Наш следующий радиосеанс с Блейком должен был состояться в субботу, 13 августа. Но накануне, в пятницу, произошло событие, которое перечеркнуло наши планы.

Первые признаки, что случилось что-то серьезное, бросились мне в глаза сразу по выходе из ворот фабрики.

Направившись в сторону дома, я встретил двух полицейских на мотоциклах, полицейский фургон и две патрульные машины, все — с включенными мигалками. Машины двигались очень медленно, полицейские внимательно всматривались в лица прохожих и водителей. На самой Перрин-роуд мне встретились еще два мотоциклиста и патрульная машина. В первый момент я подумал, что из Уормвуд-Скрабс совершен еще один групповой побег.

Если это так, то теперь уж Блейка обязательно переведут в другую тюрьму.

У себя в комнате я тотчас же включил транзистор. Почти сразу диктор объявил: «А теперь последние новости об убийстве троих полицейских на улице Брейбрук-стрит». Далее он сообщил, что полицейские были застрелены во время уличного патрулирования «поблизости от тюрьмы Уормвуд-Скрабс». Ничего не было сказано ни о мотивах преступления, ни о личностях преступников.

Как потом выяснилось из газет, двое полицейских в штатском вышли из патрульной машины и подошли к другому автомобилю, чтобы о чем-то спросить сидящих в нем людей. В ответ раздались выстрелы. Убиты были все полицейские, в том числе и тот, что сидел за рулем патрульной машины, — в него стреляли через ветровое стекло. Меня, правда, несколько успокоило заявление представителя тюрьмы о том, что в Уормвуд-Скрабс все спокойно, все заключенные на месте и, видимо, нет никакой связи между убийцами и тюрьмой.
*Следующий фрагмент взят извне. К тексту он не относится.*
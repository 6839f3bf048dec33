//! `BroadcastChannelMessageBus`: the production `MessageBus`, wrapping
//! `web_sys::BroadcastChannel` the same way
//! `auth::persistence::WebStoragePersistence` uses it for cross-tab
//! notification — `broadcast` posts a JSON-serialized `Event` onto the
//! channel, and every attached tab's `onmessage` listener decodes it and
//! invokes the locally-registered handlers.

use std::sync::atomic::{AtomicUsize, Ordering};
use std::sync::{Arc, Mutex};

use wasm_bindgen::closure::Closure;
use wasm_bindgen::JsCast;
use wasm_bindgen::JsValue;
use web_sys::{BroadcastChannel, MessageEvent};

use super::{Event, EventHandler, MessageBus, Subscription};
use crate::logger::Logger;

const DEFAULT_CHANNEL_NAME: &str = "upload-worker-engine";

pub struct BroadcastChannelMessageBus {
    channel_name: String,
    subscribers: Arc<Mutex<Vec<(usize, EventHandler)>>>,
    next_id: AtomicUsize,
    // Keeps the `onmessage` closure (and the channel it is bound to) alive
    // for as long as this bus exists.
    _listener_channel: BroadcastChannel,
    _onmessage: Closure<dyn FnMut(MessageEvent)>,
}

impl BroadcastChannelMessageBus {
    pub fn new() -> Result<Self, JsValue> {
        Self::with_channel_name(DEFAULT_CHANNEL_NAME)
    }

    pub fn with_channel_name(channel_name: impl Into<String>) -> Result<Self, JsValue> {
        let channel_name = channel_name.into();
        let subscribers: Arc<Mutex<Vec<(usize, EventHandler)>>> = Arc::new(Mutex::new(Vec::new()));
        let logger = Logger::new("upload-engine:bus");

        let listener_channel = BroadcastChannel::new(&channel_name)?;
        let handler_subscribers = Arc::clone(&subscribers);
        let onmessage = Closure::wrap(Box::new(move |event: MessageEvent| {
            let Some(text) = event.data().as_string() else {
                logger.warn("dropped a broadcast message whose payload was not a string");
                return;
            };
            match serde_json::from_str::<Event>(&text) {
                Ok(decoded) => {
                    for (_, handler) in handler_subscribers.lock().unwrap().iter() {
                        handler(&decoded);
                    }
                }
                Err(err) => {
                    logger.error(format!("dropped a malformed broadcast event: {err}"));
                }
            }
        }) as Box<dyn FnMut(MessageEvent)>);
        listener_channel.set_onmessage(Some(onmessage.as_ref().unchecked_ref()));

        Ok(Self {
            channel_name,
            subscribers,
            next_id: AtomicUsize::new(0),
            _listener_channel: listener_channel,
            _onmessage: onmessage,
        })
    }
}

impl MessageBus for BroadcastChannelMessageBus {
    fn broadcast(&self, event: Event) {
        let logger = Logger::new("upload-engine:bus");
        let serialized = match serde_json::to_string(&event) {
            Ok(text) => text,
            Err(err) => {
                logger.error(format!("failed to serialize outbound event: {err}"));
                return;
            }
        };

        // Local subscribers (handlers registered directly against this
        // instance, e.g. the worker's own lifecycle glue) receive the event
        // immediately; `BroadcastChannel` does not deliver a tab's own
        // postMessage back to itself, so broadcasting to other tabs and
        // notifying local handlers are two separate steps.
        for (_, handler) in self.subscribers.lock().unwrap().iter() {
            handler(&event);
        }

        if let Ok(channel) = BroadcastChannel::new(&self.channel_name) {
            let _ = channel.post_message(&JsValue::from_str(&serialized));
        }
    }

    fn subscribe(&self, handler: EventHandler) -> Subscription {
        let id = self.next_id.fetch_add(1, Ordering::SeqCst);
        self.subscribers.lock().unwrap().push((id, handler));

        let subscribers = Arc::clone(&self.subscribers);
        Subscription::new(move || {
            subscribers.lock().unwrap().retain(|(existing_id, _)| *existing_id != id);
        })
    }
}
use std::fmt;
use std::future::Future;
use std::time::Duration;

/// Platform-independent helper to spawn an async task that runs in the background.
#[cfg(target_arch = "wasm32")]
pub fn spawn_detached<F>(future: F)
where
    F: Future<Output = ()> + 'static,
{
    wasm_bindgen_futures::spawn_local(future);
}

/// Platform-independent helper to spawn an async task that runs in the background.
#[cfg(not(target_arch = "wasm32"))]
pub fn spawn_detached<F>(future: F)
where
    F: Future<Output = ()> + Send + 'static,
{
    use std::sync::LazyLock;
    use tokio::runtime::{Builder, Handle, Runtime};

    static BACKGROUND_RUNTIME: LazyLock<Runtime> = LazyLock::new(|| {
        Builder::new_current_thread()
            .enable_all()
            .build()
            .expect("failed to build background tokio runtime")
    });

    if let Ok(handle) = Handle::try_current() {
        handle.spawn(future);
    } else {
        let _ = BACKGROUND_RUNTIME.spawn(future);
    }
}

/// Asynchronously waits for the provided duration in a platform-compatible way.
pub async fn sleep(duration: Duration) {
    if duration.is_zero() {
        return;
    }

    sleep_impl(duration).await;
}

/// Cooperatively yields to the scheduler/event-loop in a platform-aware way.
pub async fn yield_now() {
    yield_now_impl().await;
}

/// Current wall-clock time in milliseconds since the Unix epoch, used for
/// `start_time_ms`, the speed tracker's EMA samples, and `UPLOAD_COMPLETE`'s
/// `duration` field.
pub fn now_ms() -> u64 {
    #[cfg(all(feature = "wasm-web", target_arch = "wasm32"))]
    {
        js_sys::Date::now() as u64
    }

    #[cfg(not(all(feature = "wasm-web", target_arch = "wasm32")))]
    {
        use std::time::{SystemTime, UNIX_EPOCH};

        SystemTime::now()
            .duration_since(UNIX_EPOCH)
            .unwrap_or_default()
            .as_millis() as u64
    }
}

/// Timeout error returned when an operation exceeds the allotted duration.
#[derive(Debug, Clone, Copy, PartialEq, Eq)]
pub struct TimeoutError;

impl fmt::Display for TimeoutError {
    fn fmt(&self, f: &mut fmt::Formatter<'_>) -> fmt::Result {
        write!(f, "operation timed out")
    }
}

impl std::error::Error for TimeoutError {}

/// Runs the provided future and resolves with `TimeoutError` if it does not complete
/// within the specified duration.
pub async fn with_timeout<F, T>(future: F, duration: Duration) -> Result<T, TimeoutError>
where
    F: Future<Output = T>,
{
    if duration.is_zero() {
        return Ok(future.await);
    }

    with_timeout_impl(future, duration).await
}

#[cfg(target_arch = "wasm32")]
async fn sleep_impl(duration: Duration) {
    use gloo_timers::future::sleep;
    sleep(duration).await;
}

#[cfg(not(target_arch = "wasm32"))]
async fn sleep_impl(duration: Duration) {
    use tokio::time::sleep;
    sleep(duration).await;
}

#[cfg(target_arch = "wasm32")]
async fn yield_now_impl() {
    use gloo_timers::future::TimeoutFuture;
    TimeoutFuture::new(0).await;
}

#[cfg(not(target_arch = "wasm32"))]
async fn yield_now_impl() {
    tokio::task::yield_now().await;
}

#[cfg(not(target_arch = "wasm32"))]
async fn with_timeout_impl<F, T>(future: F, duration: Duration) -> Result<T, TimeoutError>
where
    F: Future<Output = T>,
{
    use tokio::time::timeout;

    timeout(duration, future).await.map_err(|_| TimeoutError)
}

#[cfg(target_arch = "wasm32")]
async fn with_timeout_impl<F, T>(future: F, duration: Duration) -> Result<T, TimeoutError>
where
    F: Future<Output = T>,
{
    use futures::future::poll_fn;
    use gloo_timers::future::TimeoutFuture;
    use std::future::Future;

    let mut future = Box::pin(future);
    let timeout_ms = duration.as_millis().min(u32::MAX as u128) as u32;
    let timeout_ms = timeout_ms.max(1);
    let mut timeout_future = Box::pin(TimeoutFuture::new(timeout_ms));

    poll_fn(|cx| {
        if let std::task::Poll::Ready(result) = future.as_mut().poll(cx) {
            return std::task::Poll::Ready(Ok(result));
        }

        if let std::task::Poll::Ready(_) = timeout_future.as_mut().poll(cx) {
            return std::task::Poll::Ready(Err(TimeoutError));
        }

        std::task::Poll::Pending
    })
    .await
}
#[cfg(all(
    feature = "wasm-web",
    target_arch = "wasm32",
    feature = "experimental-indexed-db"
))]
mod wasm {
    use super::StoreSpec;
    use wasm_bindgen::closure::Closure;
    use wasm_bindgen::JsCast;
    use wasm_bindgen::JsValue;
    use wasm_bindgen_futures::JsFuture;
    use web_sys::{
        DomStringList, Event, IdbCursorWithValue, IdbDatabase, IdbIndexParameters,
        IdbObjectStoreParameters, IdbOpenDbRequest, IdbRequest, IdbTransactionMode,
        IdbVersionChangeEvent,
    };

    #[derive(Debug)]
    pub enum IndexedDbError {
        Unsupported(&'static str),
        Operation(String),
    }

    impl std::fmt::Display for IndexedDbError {
        fn fmt(&self, f: &mut std::fmt::Formatter<'_>) -> std::fmt::Result {
            match self {
                IndexedDbError::Unsupported(msg) => write!(f, "IndexedDB unsupported: {msg}"),
                IndexedDbError::Operation(msg) => write!(f, "IndexedDB error: {msg}"),
            }
        }
    }

    impl std::error::Error for IndexedDbError {}

    pub type IndexedDbResult<T> = Result<T, IndexedDbError>;

    const UNSUPPORTED: &str = "IndexedDB APIs are not available in this environment";

    /// Opens (or creates/upgrades) a database, ensuring every store in `stores`
    /// exists along with any secondary index it declares.
    pub async fn open_database(
        name: &str,
        version: u32,
        stores: &'static [StoreSpec],
    ) -> IndexedDbResult<IdbDatabase> {
        let window = web_sys::window().ok_or(IndexedDbError::Unsupported(UNSUPPORTED))?;
        let factory = window
            .indexed_db()
            .map_err(|err| IndexedDbError::Operation(js_value_to_string(&err)))?
            .ok_or(IndexedDbError::Unsupported(UNSUPPORTED))?;
        let request = factory
            .open_with_u32(name, version)
            .map_err(|err| IndexedDbError::Operation(js_value_to_string(&err)))?;

        let upgrade_handler = Closure::wrap(Box::new(move |event: IdbVersionChangeEvent| {
            if let Some(target) = event.target() {
                if let Ok(open_request) = target.dyn_into::<IdbOpenDbRequest>() {
                    if let Ok(result) = open_request.result() {
                        if let Ok(db) = result.dyn_into::<IdbDatabase>() {
                            for spec in stores {
                                ensure_store_exists(&db, spec);
                            }
                        }
                    }
                }
            }
        }) as Box<dyn FnMut(_)>);
        request.set_onupgradeneeded(Some(upgrade_handler.as_ref().unchecked_ref()));
        upgrade_handler.forget();

        let db_js = JsFuture::from(request_to_future(clone_as_idb_request(&request)))
            .await
            .map_err(|err| IndexedDbError::Operation(js_value_to_string(&err)))?;
        let db: IdbDatabase = db_js
            .dyn_into()
            .map_err(|_| IndexedDbError::Operation("Failed to acquire database handle".into()))?;
        Ok(db)
    }

    /// Reads a UTF-8 string value from the specified store and key.
    pub async fn get_string(
        db: &IdbDatabase,
        store: &str,
        key: &str,
    ) -> IndexedDbResult<Option<String>> {
        let tx = db
            .transaction_with_str_and_mode(store, IdbTransactionMode::Readonly)
            .map_err(|err| IndexedDbError::Operation(js_value_to_string(&err)))?;
        let object_store = tx
            .object_store(store)
            .map_err(|err| IndexedDbError::Operation(js_value_to_string(&err)))?;
        let request = object_store
            .get(&JsValue::from_str(key))
            .map_err(|err| IndexedDbError::Operation(js_value_to_string(&err)))?;
        let result = JsFuture::from(request_to_future(request))
            .await
            .map_err(|err| IndexedDbError::Operation(js_value_to_string(&err)))?;
        value_as_optional_string(result)
    }

    /// Writes a UTF-8 string value into the specified store/key.
    pub async fn put_string(
        db: &IdbDatabase,
        store: &str,
        key: &str,
        value: &str,
    ) -> IndexedDbResult<()> {
        let tx = db
            .transaction_with_str_and_mode(store, IdbTransactionMode::Readwrite)
            .map_err(|err| IndexedDbError::Operation(js_value_to_string(&err)))?;
        let object_store = tx
            .object_store(store)
            .map_err(|err| IndexedDbError::Operation(js_value_to_string(&err)))?;
        let request = object_store
            .put_with_key(&JsValue::from_str(value), &JsValue::from_str(key))
            .map_err(|err| IndexedDbError::Operation(js_value_to_string(&err)))?;
        JsFuture::from(request_to_future(request))
            .await
            .map_err(|err| IndexedDbError::Operation(js_value_to_string(&err)))?;
        Ok(())
    }

    /// Deletes the value stored under the given key. Idempotent.
    pub async fn delete_key(db: &IdbDatabase, store: &str, key: &str) -> IndexedDbResult<()> {
        let tx = db
            .transaction_with_str_and_mode(store, IdbTransactionMode::Readwrite)
            .map_err(|err| IndexedDbError::Operation(js_value_to_string(&err)))?;
        let object_store = tx
            .object_store(store)
            .map_err(|err| IndexedDbError::Operation(js_value_to_string(&err)))?;
        let request = object_store
            .delete(&JsValue::from_str(key))
            .map_err(|err| IndexedDbError::Operation(js_value_to_string(&err)))?;
        JsFuture::from(request_to_future(request))
            .await
            .map_err(|err| IndexedDbError::Operation(js_value_to_string(&err)))?;
        Ok(())
    }

    /// Full scan of every string value in a store. Ordering is unspecified.
    pub async fn get_all_strings(db: &IdbDatabase, store: &str) -> IndexedDbResult<Vec<String>> {
        let tx = db
            .transaction_with_str_and_mode(store, IdbTransactionMode::Readonly)
            .map_err(|err| IndexedDbError::Operation(js_value_to_string(&err)))?;
        let object_store = tx
            .object_store(store)
            .map_err(|err| IndexedDbError::Operation(js_value_to_string(&err)))?;
        let request = object_store
            .get_all()
            .map_err(|err| IndexedDbError::Operation(js_value_to_string(&err)))?;
        let result = JsFuture::from(request_to_future(request))
            .await
            .map_err(|err| IndexedDbError::Operation(js_value_to_string(&err)))?;
        values_array_to_strings(result)
    }

    /// Returns every string value in `store` whose secondary index `index`
    /// equals `index_key`.
    pub async fn get_all_by_index(
        db: &IdbDatabase,
        store: &str,
        index: &str,
        index_key: &str,
    ) -> IndexedDbResult<Vec<String>> {
        let tx = db
            .transaction_with_str_and_mode(store, IdbTransactionMode::Readonly)
            .map_err(|err| IndexedDbError::Operation(js_value_to_string(&err)))?;
        let object_store = tx
            .object_store(store)
            .map_err(|err| IndexedDbError::Operation(js_value_to_string(&err)))?;
        let idx = object_store
            .index(index)
            .map_err(|err| IndexedDbError::Operation(js_value_to_string(&err)))?;
        let request = idx
            .get_all_with_key(&JsValue::from_str(index_key))
            .map_err(|err| IndexedDbError::Operation(js_value_to_string(&err)))?;
        let result = JsFuture::from(request_to_future(request))
            .await
            .map_err(|err| IndexedDbError::Operation(js_value_to_string(&err)))?;
        values_array_to_strings(result)
    }

    /// Deletes every record in `store` whose secondary index `index` equals
    /// `index_key`, via a cursor walk (the collection-delete `deleteChunks`
    /// needs per spec §4.1).
    pub async fn delete_all_by_index(
        db: &IdbDatabase,
        store: &str,
        index: &str,
        index_key: &str,
    ) -> IndexedDbResult<()> {
        let tx = db
            .transaction_with_str_and_mode(store, IdbTransactionMode::Readwrite)
            .map_err(|err| IndexedDbError::Operation(js_value_to_string(&err)))?;
        let object_store = tx
            .object_store(store)
            .map_err(|err| IndexedDbError::Operation(js_value_to_string(&err)))?;
        let idx = object_store
            .index(index)
            .map_err(|err| IndexedDbError::Operation(js_value_to_string(&err)))?;
        let request = idx
            .open_cursor_with_range(&JsValue::from_str(index_key))
            .map_err(|err| IndexedDbError::Operation(js_value_to_string(&err)))?;

        loop {
            let cursor_value = JsFuture::from(request_to_future(request.clone().unchecked_into()))
                .await
                .map_err(|err| IndexedDbError::Operation(js_value_to_string(&err)))?;
            if cursor_value.is_null() || cursor_value.is_undefined() {
                break;
            }
            let cursor: IdbCursorWithValue = cursor_value
                .dyn_into()
                .map_err(|_| IndexedDbError::Operation("cursor result malformed".into()))?;
            cursor
                .delete()
                .map_err(|err| IndexedDbError::Operation(js_value_to_string(&err)))?;
            cursor
                .continue_()
                .map_err(|err| IndexedDbError::Operation(js_value_to_string(&err)))?;
        }
        Ok(())
    }

    /// Deletes the entire database. Useful for tests.
    pub async fn delete_database(name: &str) -> IndexedDbResult<()> {
        let window = web_sys::window().ok_or(IndexedDbError::Unsupported(UNSUPPORTED))?;
        let factory = window
            .indexed_db()
            .map_err(|err| IndexedDbError::Operation(js_value_to_string(&err)))?
            .ok_or(IndexedDbError::Unsupported(UNSUPPORTED))?;
        let request = factory
            .delete_database(name)
            .map_err(|err| IndexedDbError::Operation(js_value_to_string(&err)))?;
        JsFuture::from(request_to_future(clone_as_idb_request(&request)))
            .await
            .map_err(|err| IndexedDbError::Operation(js_value_to_string(&err)))?;
        Ok(())
    }

    fn ensure_store_exists(db: &IdbDatabase, spec: &StoreSpec) {
        let existing = db.object_store_names();
        let object_store = if dom_string_list_contains(&existing, spec.name) {
            return;
        } else {
            let mut params = IdbObjectStoreParameters::new();
            params.key_path(Some(&JsValue::from_str("id")));
            match db.create_object_store_with_optional_parameters(spec.name, &params) {
                Ok(store) => store,
                Err(_) => return,
            }
        };

        if let Some(index) = spec.index {
            let params = IdbIndexParameters::new();
            let _ = object_store.create_index_with_str_and_optional_parameters(
                index.name,
                index.key_path,
                &params,
            );
        }
    }

    fn dom_string_list_contains(list: &DomStringList, target: &str) -> bool {
        for idx in 0..list.length() {
            if let Some(value) = list.item(idx) {
                if value == target {
                    return true;
                }
            }
        }
        false
    }

    fn value_as_optional_string(result: JsValue) -> IndexedDbResult<Option<String>> {
        if result.is_undefined() || result.is_null() {
            Ok(None)
        } else if let Some(value) = result.as_string() {
            Ok(Some(value))
        } else {
            Err(IndexedDbError::Operation(
                "Stored value is not a string".into(),
            ))
        }
    }

    fn values_array_to_strings(result: JsValue) -> IndexedDbResult<Vec<String>> {
        let array: js_sys::Array = result
            .dyn_into()
            .map_err(|_| IndexedDbError::Operation("getAll did not return an array".into()))?;
        let mut values = Vec::with_capacity(array.length() as usize);
        for item in array.iter() {
            match item.as_string() {
                Some(text) => values.push(text),
                None => {
                    return Err(IndexedDbError::Operation(
                        "Stored value is not a string".into(),
                    ))
                }
            }
        }
        Ok(values)
    }

    fn request_to_future(request: IdbRequest) -> js_sys::Promise {
        let success_request = request.clone();
        let error_request = request.clone();
        js_sys::Promise::new(&mut move |resolve, reject| {
            let resolve_fn = resolve.clone();
            let reject_for_success = reject.clone();
            let success_request_clone = success_request.clone();
            let success = Closure::once(
                Box::new(move |_event: Event| match success_request_clone.result() {
                    Ok(result) => {
                        let _ = resolve_fn.call1(&JsValue::UNDEFINED, &result);
                    }
                    Err(err) => {
                        let _ = reject_for_success.call1(&JsValue::UNDEFINED, &err);
                    }
                }) as Box<dyn FnMut(_)>,
            );
            request.set_onsuccess(Some(success.as_ref().unchecked_ref()));
            success.forget();

            let reject_fn = reject.clone();
            let error_request_clone = error_request.clone();
            let error = Closure::once(Box::new(move |_event: Event| {
                match error_request_clone.error() {
                    Ok(Some(err)) => {
                        let _ = reject_fn.call1(&JsValue::UNDEFINED, &err);
                    }
                    Ok(None) => {
                        let _ = reject_fn.call1(&JsValue::UNDEFINED, &JsValue::NULL);
                    }
                    Err(js_err) => {
                        let _ = reject_fn.call1(&JsValue::UNDEFINED, &js_err);
                    }
                }
            }) as Box<dyn FnMut(_)>);
            request.set_onerror(Some(error.as_ref().unchecked_ref()));
            error.forget();
        })
    }

    fn clone_as_idb_request(request: &IdbOpenDbRequest) -> IdbRequest {
        request.clone().unchecked_into::<IdbRequest>()
    }

    fn js_value_to_string(value: &JsValue) -> String {
        if let Some(exception) = value.dyn_ref::<web_sys::DomException>() {
            format!("{}: {}", exception.name(), exception.message())
        } else if let Some(text) = value.as_string() {
            text
        } else {
            format!("{:?}", value)
        }
    }

    pub use IndexedDbError as Error;
}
По тем же причинам наш следующий сеанс с Блейком опять прошел очень быстро. Договорились, что в следующую субботу в шесть часов я попытаюсь наладить с ним связь из машины, припарковав ее около Хаммерсмитской больницы.

В субботу я купил букет хризантем и без пяти шесть остановил свою машину рядом с больницей на улице Дю Кейн-роуд прямо у пересечения ее с Артиллери-роуд. У больницы стояли еще несколько автомобилей, что было мне на руку: прохожие не обращали на меня внимания.

Закрыв окно, я подсоединил антенну рации к внешней антенне автомобиля, а саму рацию спрятал под букетом хризантем.

Ровно в 6 часов я вышел на связь. Окна тюрьмы на третьем и четвертом этажах были отчетливо видны над гребнем стены.

Блейк ответил сразу. Слышимость была отменной.

— Громкость установлена на минимальной отметке, — сказал он. — Большинство заключенных сейчас в кино, а два офицера пьют чай и треплются на первом этаже.

В этот момент патрульная машина полиции повернула на Дю Кейн-роуд. Я поспешно передал: «Приближается полицейская машина. Прекращаю связь до тех пор, пока не уберется, если уберется вообще. Молись и жди моего вызова. Конец связи».

Я выключил передатчик и начал как ни в чем не бывало рассматривать, поправлять и нюхать хризантемы. Полицейский автомобиль замедлил ход около тюремных ворот и стал приближаться к больнице. Краем глаза я заметил, что два полицейских стали меня разглядывать, когда поравнялись с моей машиной. Если они остановятся, выйдут из машины и пойдут ко мне, попытаюсь от них рвануть.

Однако все обошлось. Полицейские просто проехали мимо, и мы возобновили связь. «Они убрались, — сказал я. — Хочу спросить у тебя, как ты смотришь на то, чтобы попытаться выбраться из страны сразу же после операции?»

Блейк, видимо, уже думал об этом не раз и потому ответил быстро. «Возражаю, — сказал он твердо. — Это чревато неприятностями. Лучше будет переждать некоторое время, а потом спокойно обсудить второй этап нашего плана».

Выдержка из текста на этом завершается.